WHAT CONSTITUTES OVERTIME?
According to the Division of Labor Standards Enforcement (DLSE), in order for work to be considered overtime, it must meet some general provisions. They are as follows:
- The employee must be 18 years of age or older OR a minor who is not required by law to attend school and is not prohibited from engaging in work.
- The employee is employed more than eight hours in a single work day OR more than 40 yours in a workweek.
If an employee meets these criteria, the employer is required to pay one and one-half times the employee’s regular rate of pay for all hours exceeding the standard workday or workweek.

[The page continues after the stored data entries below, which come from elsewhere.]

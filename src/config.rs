//! Screening engine configuration.
//!
//! All tunables live here and are injected through the builder, so tests
//! can instantiate isolated engines instead of sharing process-wide state.
//! Loads from TOML with sensible defaults for every section.

use crate::error::{Result, ScreeningError};
use payscreen_sanctions::{AuditConfig, FailMode};
use serde::{Deserialize, Serialize};
use std::path::PathBuf;
use std::time::Duration;

#[derive(Debug, Clone, Default, Serialize, Deserialize)]
#[serde(default)]
pub struct ScreeningConfig {
    pub weights: AnalyzerWeights,
    pub tiers: TierBoundaries,
    pub cache: CacheConfig,
    pub batch: BatchConfig,
    pub pipeline: PipelineConfig,
    pub scam_lookup: ScamLookupConfig,
    pub explorer: ExplorerConfig,
    pub audit: AuditConfig,
    /// Path to a regulator deny-list JSON document
    pub regulator_list_path: Option<PathBuf>,
    /// Path to an initial blacklist JSON document
    pub blacklist_path: Option<PathBuf>,
}

/// Per-analyzer weights. Must sum to 1.0.
#[derive(Debug, Clone, Serialize, Deserialize)]
pub struct AnalyzerWeights {
    pub sanctions: f64,
    pub history: f64,
    pub wallet_age: f64,
    pub balance: f64,
    pub contracts: f64,
}

impl Default for AnalyzerWeights {
    fn default() -> Self {
        Self {
            sanctions: 0.30,
            history: 0.25,
            wallet_age: 0.20,
            balance: 0.15,
            contracts: 0.10,
        }
    }
}

/// Tier boundaries, ascending severity. A score qualifies for the most
/// severe tier whose boundary it meets, so boundaries must be strictly
/// descending from critical to medium.
#[derive(Debug, Clone, Serialize, Deserialize)]
pub struct TierBoundaries {
    pub critical: u8,
    pub high: u8,
    pub medium: u8,
}

impl Default for TierBoundaries {
    fn default() -> Self {
        Self {
            critical: 80,
            high: 60,
            medium: 20,
        }
    }
}

#[derive(Debug, Clone, Serialize, Deserialize)]
pub struct CacheConfig {
    /// TTL for completed screening results
    pub screening_ttl_secs: u64,
    /// TTL for memoized sanctions decisions. Much longer than the screening
    /// TTL since sanctions status changes far less often.
    pub sanctions_ttl_secs: u64,
    /// Micro-cache TTL inside the chain-data decorator, so the analyzers of
    /// one screening share a single upstream fetch.
    pub chain_ttl_secs: u64,
}

impl Default for CacheConfig {
    fn default() -> Self {
        Self {
            screening_ttl_secs: 3600,
            sanctions_ttl_secs: 86_400,
            chain_ttl_secs: 60,
        }
    }
}

#[derive(Debug, Clone, Serialize, Deserialize)]
pub struct BatchConfig {
    /// Maximum addresses per batch call
    pub max_addresses: usize,
    /// Addresses screened concurrently per wave
    pub wave_size: usize,
    /// Throttling delay between waves, for third-party rate limits
    pub wave_delay_ms: u64,
}

impl Default for BatchConfig {
    fn default() -> Self {
        Self {
            max_addresses: 50,
            wave_size: 5,
            wave_delay_ms: 2000,
        }
    }
}

#[derive(Debug, Clone, Serialize, Deserialize)]
pub struct PipelineConfig {
    /// Hard deadline for one full screening; an expired deadline is treated
    /// as an upstream failure and handled fail-soft.
    pub deadline_secs: u64,
    /// Most recent distinct counterparties sampled by the contract analyzer
    pub contract_sample_limit: usize,
}

impl Default for PipelineConfig {
    fn default() -> Self {
        Self {
            deadline_secs: 30,
            contract_sample_limit: 10,
        }
    }
}

#[derive(Debug, Clone, Serialize, Deserialize)]
pub struct ScamLookupConfig {
    /// What a failed external scam-database lookup means for the screening.
    pub fail_mode: FailMode,
}

impl Default for ScamLookupConfig {
    fn default() -> Self {
        Self {
            fail_mode: FailMode::Open,
        }
    }
}

#[derive(Debug, Clone, Serialize, Deserialize)]
pub struct ExplorerConfig {
    pub base_url: String,
    pub api_key: Option<String>,
    pub timeout_secs: u64,
}

impl Default for ExplorerConfig {
    fn default() -> Self {
        Self {
            base_url: "https://api.etherscan.io/api".to_string(),
            api_key: None,
            timeout_secs: 10,
        }
    }
}

impl ScreeningConfig {
    pub fn from_file(path: impl Into<PathBuf>) -> Result<Self> {
        let path = path.into();
        let content = std::fs::read_to_string(&path).map_err(|e| {
            ScreeningError::Config(format!("Failed to read config file {}: {}", path.display(), e))
        })?;

        let config: Self = toml::from_str(&content)?;
        config.validate()?;
        Ok(config)
    }

    /// Probe the default config locations; fall back to defaults.
    pub fn from_env() -> Result<Self> {
        let default_paths = ["config/screening.toml", "screening.toml", ".screening.toml"];

        for path in &default_paths {
            if std::path::Path::new(path).exists() {
                return Self::from_file(*path);
            }
        }

        Ok(Self::default())
    }

    pub fn validate(&self) -> Result<()> {
        let sum = self.weights.sanctions
            + self.weights.history
            + self.weights.wallet_age
            + self.weights.balance
            + self.weights.contracts;
        if (sum - 1.0).abs() > 1e-6 {
            return Err(ScreeningError::Config(format!(
                "Analyzer weights must sum to 1.0, got {}",
                sum
            )));
        }

        if self.tiers.critical <= self.tiers.high || self.tiers.high <= self.tiers.medium {
            return Err(ScreeningError::Config(format!(
                "Tier boundaries must be strictly descending: critical {} > high {} > medium {}",
                self.tiers.critical, self.tiers.high, self.tiers.medium
            )));
        }

        if self.batch.wave_size == 0 || self.batch.max_addresses == 0 {
            return Err(ScreeningError::Config(
                "Batch wave size and address limit must be non-zero".to_string(),
            ));
        }

        Ok(())
    }

    pub fn screening_ttl(&self) -> Duration {
        Duration::from_secs(self.cache.screening_ttl_secs)
    }

    pub fn sanctions_ttl(&self) -> Duration {
        Duration::from_secs(self.cache.sanctions_ttl_secs)
    }

    pub fn chain_ttl(&self) -> Duration {
        Duration::from_secs(self.cache.chain_ttl_secs)
    }

    pub fn deadline(&self) -> Duration {
        Duration::from_secs(self.pipeline.deadline_secs)
    }

    pub fn wave_delay(&self) -> Duration {
        Duration::from_millis(self.batch.wave_delay_ms)
    }
}
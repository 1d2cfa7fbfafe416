//! TTL caching for screening results and sanctions decisions.
//!
//! Keys are always the canonical lowercase address form. Expiry is passive:
//! entries are dropped when a read finds them stale, and callers may run
//! [`TtlCache::purge_expired`] periodically. The worst outcome of any race
//! here is a harmless duplicate recomputation, so a plain read-write lock
//! around the map is sufficient; no lock is ever held across an await of
//! an external call.

use crate::types::ScreeningResult;
use serde::Serialize;
use std::collections::HashMap;
use std::sync::atomic::{AtomicU64, Ordering};
use std::time::{Duration, Instant};
use tokio::sync::RwLock;

struct CacheEntry<V> {
    value: V,
    expires_at: Instant,
}

/// A TTL-keyed in-memory store.
pub struct TtlCache<V> {
    entries: RwLock<HashMap<String, CacheEntry<V>>>,
    ttl: Duration,
}

impl<V: Clone> TtlCache<V> {
    pub fn new(ttl: Duration) -> Self {
        Self {
            entries: RwLock::new(HashMap::new()),
            ttl,
        }
    }

    /// Fetch a live entry. A stale entry is removed on the spot.
    pub async fn get(&self, key: &str) -> Option<V> {
        {
            let entries = self.entries.read().await;
            match entries.get(key) {
                Some(entry) if entry.expires_at > Instant::now() => {
                    return Some(entry.value.clone());
                }
                Some(_) => {}
                None => return None,
            }
        }

        // Stale: upgrade to a write lock and drop it.
        self.entries.write().await.remove(key);
        None
    }

    pub async fn insert(&self, key: String, value: V) {
        let entry = CacheEntry {
            value,
            expires_at: Instant::now() + self.ttl,
        };
        self.entries.write().await.insert(key, entry);
    }

    /// Point eviction. Returns true if the key was present (live or stale).
    pub async fn remove(&self, key: &str) -> bool {
        self.entries.write().await.remove(key).is_some()
    }

    pub async fn clear(&self) {
        self.entries.write().await.clear();
    }

    /// Drop every expired entry. Returns how many were removed.
    pub async fn purge_expired(&self) -> usize {
        let now = Instant::now();
        let mut entries = self.entries.write().await;
        let before = entries.len();
        entries.retain(|_, entry| entry.expires_at > now);
        before - entries.len()
    }

    pub async fn len(&self) -> usize {
        self.entries.read().await.len()
    }

    pub async fn is_empty(&self) -> bool {
        self.entries.read().await.is_empty()
    }
}

/// Basic hit/miss/key-count statistics for observability.
#[derive(Debug, Clone, Copy, PartialEq, Eq, Serialize)]
#[serde(rename_all = "camelCase")]
pub struct CacheStats {
    pub hits: u64,
    pub misses: u64,
    pub entries: usize,
}

/// Read-through cache of completed screening results.
///
/// The `cached` flag on returned results is set here, never by the
/// aggregator: a hit is returned verbatim apart from that flag.
pub struct ScreeningCache {
    inner: TtlCache<ScreeningResult>,
    hits: AtomicU64,
    misses: AtomicU64,
}

impl ScreeningCache {
    pub fn new(ttl: Duration) -> Self {
        Self {
            inner: TtlCache::new(ttl),
            hits: AtomicU64::new(0),
            misses: AtomicU64::new(0),
        }
    }

    pub async fn get(&self, key: &str) -> Option<ScreeningResult> {
        match self.inner.get(key).await {
            Some(mut result) => {
                self.hits.fetch_add(1, Ordering::Relaxed);
                result.cached = true;
                Some(result)
            }
            None => {
                self.misses.fetch_add(1, Ordering::Relaxed);
                None
            }
        }
    }

    /// Write-through after a fresh pipeline run.
    pub async fn insert(&self, key: String, result: ScreeningResult) {
        self.inner.insert(key, result).await;
    }

    pub async fn remove(&self, key: &str) -> bool {
        self.inner.remove(key).await
    }

    pub async fn clear(&self) {
        self.inner.clear().await;
    }

    pub async fn purge_expired(&self) -> usize {
        self.inner.purge_expired().await
    }

    pub async fn stats(&self) -> CacheStats {
        CacheStats {
            hits: self.hits.load(Ordering::Relaxed),
            misses: self.misses.load(Ordering::Relaxed),
            entries: self.inner.len().await,
        }
    }
}

#[cfg(test)]
mod tests {
    use super::*;

    #[tokio::test]
    async fn test_insert_and_get() {
        let cache: TtlCache<u32> = TtlCache::new(Duration::from_secs(60));
        cache.insert("a".to_string(), 1).await;
        assert_eq!(cache.get("a").await, Some(1));
        assert_eq!(cache.get("b").await, None);
    }

    #[tokio::test]
    async fn test_expiry_is_passive() {
        let cache: TtlCache<u32> = TtlCache::new(Duration::from_millis(30));
        cache.insert("a".to_string(), 1).await;
        assert_eq!(cache.get("a").await, Some(1));

        tokio::time::sleep(Duration::from_millis(60)).await;
        assert_eq!(cache.get("a").await, None);
        // The stale read evicted the entry
        assert_eq!(cache.len().await, 0);
    }

    #[tokio::test]
    async fn test_point_eviction_leaves_other_keys() {
        let cache: TtlCache<u32> = TtlCache::new(Duration::from_secs(60));
        cache.insert("a".to_string(), 1).await;
        cache.insert("b".to_string(), 2).await;

        assert!(cache.remove("a").await);
        assert_eq!(cache.get("a").await, None);
        assert_eq!(cache.get("b").await, Some(2));
    }

    #[tokio::test]
    async fn test_purge_expired() {
        let cache: TtlCache<u32> = TtlCache::new(Duration::from_millis(30));
        cache.insert("a".to_string(), 1).await;
        cache.insert("b".to_string(), 2).await;

        tokio::time::sleep(Duration::from_millis(60)).await;
        assert_eq!(cache.purge_expired().await, 2);
        assert!(cache.is_empty().await);
    }
}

WHAT IS THE ‘REGULAR RATE OF PAY?’
Because the amount of overtime pay is based on the regular rate of pay, it is important to understand what the term refers to. The regular rate of pay can refer to any number of things, including hourly earnings, commissions, salary, or piecework earnings. The regular rate of pay may never have been lower than the legal minimum wage. The regular rate of pay is usually determined by referring to an employee’s hourly rate or salary. For those paid on a salary basis, the regular rate is calculated by multiplying the monthly salary by 12, dividing the result by 52, and dividing that result by the number of legal maximum hours (40) to get the rate. According to Labor Code Section 204, overtime wages are required to be paid no later than the next payday for the regularly scheduled pay period after which the wages were earned.
OVERTIME PAY: RIGHTS AS AN EMPLOYEE
Many employers are legally required to pay overtime to at least a portion of their employees. As an employee, you may have heard “time and a half” when referring to overtime pay, which means that the overtime pay is your hourly rate plus 50% of the overtime premium (half of your usual hourly rate), for every hour you work overtime.
Keep in mind that not all employees are allowed to earn/work overtime, as it is typically dependent on your employer and job duties. While a large amount of employers must pay overtime to those who are due, not all of them actually do. Typically, if a business has at least $500,000 in annual sales, then they must abide by the overtime rule. However, even if your employer makes less than that in annual sales, it is still covered by the FLSA and is still required to pay overtime if it is part of interstate commerce, which means it conducts business between other states. You can also refer to the Fair Labor Standards Act (FLSA), where you will find the federal wage and hour law that explains the rules. Whatever the case may be, it is important to consult with our team of overtime pay attorneys in Los Angeles to better understand your rights. You can also refer to Overtime Pay: Rights as an Employee for more information on our website.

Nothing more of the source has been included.